We met the ladies at the station and got them one day passes for $9 each. You can ride the Metro as many times as you want for the same price. We did. Our first stop was Arlington National Cemetery. In all the years I lived in DC, this was the first time for actually going inside. In the main reception area there are some binders set up by some children to remember the fallen soldiers if Iraq and Afghanistan. I looked up and found James Finley, the son of one of my roommates many years ago, who died in 2008 via a road-side bomb. Made me cry to see it. 

Arlington is really a beautiful place for our soldiers to be laid to rest. We saw the Kennedy graves and the Tomb of the Unknown and were just in time to see the changing of the guard. I think that is done every hour. Ron Shuffield (from Texas early on this blog), was one of the guards at one time when he was in the Air Force. I took a short video I hope will upload on Webshots. We walked around the grounds and saw all those names and dates and the tombstones laid out in a perfect grid so that at any angle you look, you are seeing a straight line.
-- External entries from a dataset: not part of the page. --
//! Tracing configuration module for structured logging
//!
//! The library only emits trace events; the CLI configures the subscriber
//! here. Log output goes to stderr so stdout stays reserved for the
//! one-JSON-object-per-step reports.

use tracing_subscriber::{layer::SubscriberExt, util::SubscriberInitExt, EnvFilter, Registry};

/// Configuration for tracing output format
#[derive(Debug, Clone, Copy, PartialEq, Eq)]
pub enum TracingFormat {
    /// Human-readable console output with colors (default for CLI)
    Console,
    /// Compact console output for CI environments
    Compact,
    /// JSON structured logging
    #[cfg(feature = "tracing-json")]
    Json,
}

/// Tracing configuration builder
#[derive(Debug)]
pub struct TracingConfig {
    /// Verbosity level (maps to log levels)
    pub verbosity: u8,
    /// Output format
    pub format: TracingFormat,
    /// Environment filter string (overrides verbosity if set)
    pub env_filter: Option<String>,
}

impl Default for TracingConfig {
    fn default() -> Self {
        Self {
            verbosity: 0,
            format: TracingFormat::Console,
            env_filter: None,
        }
    }
}

impl TracingConfig {
    /// Create a new tracing configuration
    #[must_use]
    pub fn new() -> Self {
        Self::default()
    }

    /// Set verbosity level (0-2+)
    #[must_use]
    pub fn with_verbosity(mut self, verbosity: u8) -> Self {
        self.verbosity = verbosity;
        self
    }

    /// Set output format
    #[must_use]
    pub fn with_format(mut self, format: TracingFormat) -> Self {
        self.format = format;
        self
    }

    /// Set custom environment filter
    #[must_use]
    pub fn with_env_filter<S: Into<String>>(mut self, filter: S) -> Self {
        self.env_filter = Some(filter.into());
        self
    }

    /// Convert verbosity level to tracing filter string
    #[must_use]
    pub fn verbosity_to_filter(&self) -> &'static str {
        match self.verbosity {
            0 => "info",  // Default: step outcomes and warnings
            1 => "debug", // -v: request details
            _ => "trace", // -vv+: transport internals
        }
    }

    /// Initialize the global tracing subscriber
    pub fn init(self) -> anyhow::Result<()> {
        use tracing_subscriber::fmt;

        let filter = match &self.env_filter {
            Some(env_filter) => EnvFilter::try_new(env_filter)?,
            None => EnvFilter::try_new(self.verbosity_to_filter())?,
        };

        let registry = Registry::default().with(filter);

        match self.format {
            TracingFormat::Console => {
                let fmt_layer = fmt::layer()
                    .with_writer(std::io::stderr)
                    .with_ansi(true)
                    .with_target(false)
                    .with_level(true)
                    .compact();
                registry.with(fmt_layer).try_init()?;
            },
            TracingFormat::Compact => {
                let fmt_layer = fmt::layer()
                    .with_writer(std::io::stderr)
                    .with_ansi(false)
                    .with_target(false)
                    .compact();
                registry.with(fmt_layer).try_init()?;
            },
            #[cfg(feature = "tracing-json")]
            TracingFormat::Json => {
                let fmt_layer = fmt::layer()
                    .with_writer(std::io::stderr)
                    .json()
                    .with_current_span(true)
                    .with_span_list(true);
                registry.with(fmt_layer).try_init()?;
            },
        }

        Ok(())
    }
}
Most are white, adding to the beauty of the mature trees and meticulously-kept grounds. 


We then got on the Metro and stopped at the Pentagon City station for lunch. The three ladies got big portions they could not finish. We then got back on the train and got off near the White House and walked over. It used to be car traffic would pass in front of the White House on Pennsylvania Avenue, but now that is blocked off and people walk in the street. There were a couple of groups protesting the war and government support of foreign dictators, thereby exercising their First Amendment rights. Many people took photos in front of the mansion. Many guards were around and I asked one young man if he loved his job and he smiled and said yes. This is good to know.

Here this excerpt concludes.